▶ _TASK REQUIREMENTS_
Only lines that contain the word "info" are to be returned from the data below.

[Collected data]
---------------

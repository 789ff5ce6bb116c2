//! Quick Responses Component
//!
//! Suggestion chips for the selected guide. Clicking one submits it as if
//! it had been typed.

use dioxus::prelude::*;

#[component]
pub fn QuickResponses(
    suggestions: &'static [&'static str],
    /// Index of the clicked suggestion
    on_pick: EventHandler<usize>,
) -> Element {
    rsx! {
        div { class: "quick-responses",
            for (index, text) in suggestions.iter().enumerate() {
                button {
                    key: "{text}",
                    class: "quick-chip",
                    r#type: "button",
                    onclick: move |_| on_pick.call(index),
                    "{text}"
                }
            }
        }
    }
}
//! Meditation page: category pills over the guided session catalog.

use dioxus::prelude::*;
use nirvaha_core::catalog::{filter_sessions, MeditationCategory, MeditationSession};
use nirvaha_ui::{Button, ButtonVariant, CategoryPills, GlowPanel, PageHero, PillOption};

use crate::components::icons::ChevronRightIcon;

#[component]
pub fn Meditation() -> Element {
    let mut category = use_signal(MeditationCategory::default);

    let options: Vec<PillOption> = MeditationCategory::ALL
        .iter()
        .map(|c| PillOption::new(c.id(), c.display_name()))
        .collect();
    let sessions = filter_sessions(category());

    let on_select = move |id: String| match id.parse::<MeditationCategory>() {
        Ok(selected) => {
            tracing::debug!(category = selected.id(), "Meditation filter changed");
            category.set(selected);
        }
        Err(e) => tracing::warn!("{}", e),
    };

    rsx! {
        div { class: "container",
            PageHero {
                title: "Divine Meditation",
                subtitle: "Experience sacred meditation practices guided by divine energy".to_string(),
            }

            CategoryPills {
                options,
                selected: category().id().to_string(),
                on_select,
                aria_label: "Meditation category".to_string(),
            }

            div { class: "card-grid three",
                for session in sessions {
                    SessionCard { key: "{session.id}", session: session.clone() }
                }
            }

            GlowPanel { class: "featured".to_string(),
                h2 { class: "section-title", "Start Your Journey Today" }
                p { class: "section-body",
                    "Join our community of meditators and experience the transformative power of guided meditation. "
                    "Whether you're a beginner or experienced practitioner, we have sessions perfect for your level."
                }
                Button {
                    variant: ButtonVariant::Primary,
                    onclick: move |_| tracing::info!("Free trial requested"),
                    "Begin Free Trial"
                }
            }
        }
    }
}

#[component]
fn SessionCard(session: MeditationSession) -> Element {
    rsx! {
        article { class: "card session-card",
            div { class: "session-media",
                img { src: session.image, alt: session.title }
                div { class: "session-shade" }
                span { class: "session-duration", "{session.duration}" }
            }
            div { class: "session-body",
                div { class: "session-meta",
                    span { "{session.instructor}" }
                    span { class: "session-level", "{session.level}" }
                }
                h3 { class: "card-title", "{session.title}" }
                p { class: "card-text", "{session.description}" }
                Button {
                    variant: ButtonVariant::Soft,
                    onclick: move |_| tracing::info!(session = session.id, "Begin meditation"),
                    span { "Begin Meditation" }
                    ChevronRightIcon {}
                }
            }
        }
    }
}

---------------

▶ _RESPONSE_
                    onclick: move |_| tracing::info!("Free trial requested"),
                    onclick: move |_| tracing::info!(session = session.id, "Begin meditation"),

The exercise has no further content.